The students most loved learning the uses of the plants. "Once we learned the components of grasses and how they grow, that part was pretty redundant between the species," said Fox. "But it was fascinating to learn how many different uses mere grasses can be put to!"

The group enjoyed learning how to make brooms, hairbrushes and baskets and weave mats and roof thatching. One of the students particularly liked learning about decoctions that could be created from grasses for medicinal purposes. For instance, they explained, Navajos would chew the root of Bouteloua gracilis, or blue grama (Colorado and New Mexico state grass), and blow it on open wounds. The breath itself did the healing; they included their animals in their treatments.

While everyone expected that grasses would be used as fodder for livestock, they were surprised that people ate them, too. "I didn't know you could eat grass," Kaur said. For example, the White Mountain Apache and West Apache would grind up the seeds of Bouteloua gracilis and make a kind of porridge or bread. But what was equally fascinating is it was referred to as a "cash crop," a term that surprised the students.

They all loved learning about the ceremonial uses of grasses. Mosely explained, "If a warrior killed an enemy with a lance, he would wear side oats grama, Bouteloua curtipendula, because its shape was symbolic of a lance." He also enjoyed learning how the Apache would fashion toys for the children out of Andropogon gerardi grasses, also known as Vitman or big blue stem. Someone else pointed out that the Omaha used the same plant to treat fevers.

Although each student had their own species to work with, in the end, it was all pulled together into a single, large manuscript, complete with bibliography, titled: "Poaceae - Grass Family in North Central New Mexico." They included the Santa Fe grasses, too, since they are sold in the area.
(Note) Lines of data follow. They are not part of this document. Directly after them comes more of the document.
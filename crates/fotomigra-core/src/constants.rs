//! Shared constants for the migration pipeline.

/// Watermark HTTP service endpoint.
pub const WATERMARK_ENDPOINT: &str = "https://quickchart.io/watermark";

/// Default worker pool size for the photo migration phase.
pub const DEFAULT_THREADS: usize = 5;

/// Worker pool size for the blueprint migration phase (not configurable).
pub const BLUEPRINT_POOL_SIZE: usize = 5;

/// Default timeout in seconds for image and watermark-service requests.
pub const DEFAULT_TIMEOUT_SECS: u64 = 10;

/// Default number of retries after a failed watermark-service call.
pub const DEFAULT_N_TRIES: u32 = 1;

/// Default failure log filename when none is configured.
pub const DEFAULT_LOG_FILENAME: &str = "logs.log";

/// JPEG quality used when re-encoding watermarked images. The watermark
/// service inflates the returned image size, so we re-compress aggressively.
pub const RECOMPRESS_JPEG_QUALITY: u8 = 20;

/// Sub-path marking a unit's photo set.
pub const PHOTOS_SUBPATH: &str = "fotos/";

/// Sub-path marking a unit's blueprint set.
pub const BLUEPRINTS_SUBPATH: &str = "planos/";

/// Administrative folder excluded from migration (matched case-insensitively).
pub const EXCLUDED_FOLDER: &str = "0.-antecedentes";

/// Destination filename for the location plan blueprint.
pub const LOCATION_PLAN_FILENAME: &str = "plano-ubicacion.jpg";

/// Destination filename for the usage plan blueprint.
pub const USAGE_PLAN_FILENAME: &str = "plano-uso.jpg";

/// Content type for every uploaded object.
pub const JPEG_CONTENT_TYPE: &str = "image/jpeg";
Like the herbarium, this monograph is available for public perusal.

Ubelaker noted that when the Native Plant Society annual conference meets at SMU, this unique reference will be available. "It's the first time the grasses have been done for this area. It will be a nice contribution to the botanical sciences of New Mexico," Ubelaker said.

The students all agreed that Taos was a wonderful place to visit and work. All wanted to come back. Fox was inspired by the class so much that she is now considering a career in botany since the idea of natural medicines appeals to her.

Bees

Dr. Olivia Carril, of Santa Fe, recently presented a lecture and a "bee walk." Some 20 people learned the difference between a fly, a bee and a wasp. In less than two hours, the group captured many bees, representing four of the six bee families in the area, including sweat bee, digger bee, carpenter bee, mining bee, bumblebee and cuckoo bee. They also learned that native bees do not form hives, but nest in the ground or in hollow twigs. They do not sting. One participant said enthusiastically, "Olivia's talk was the best I've heard on the subject - amazing information about native bee life cycles and distribution globally."

Upcoming events

The next monthly meeting will be Oct. 18, 6 p.m., in the boardroom at Kit Carson Electric Cooperative, 118 Cruz Alta Road.

Toby Gass, Santa Fe, retired from the U.S. Forest Service, will present, "Spruce-fir: Another Kind of Forest." Gass will discuss the forests of Engelmann spruce and subalpine fir that cover the higher elevations of the Sangre de Cristos. The ecology of these forests differs greatly from that of the ponderosa. People are invited to hear how and why these two types of forests differ so much and learn to distinguish a spruce, a fir and a Douglas fir at the same time.

Contact information

This column is printed every second Thursday of the month. For suggestions or questions, email TaosNPS@gmail.com or call (575) 751-0511. Chapter webpage: npsnm.org/about/chapters/taos. Facebook page: "Native Plant Society New Mexico Taos Chapter."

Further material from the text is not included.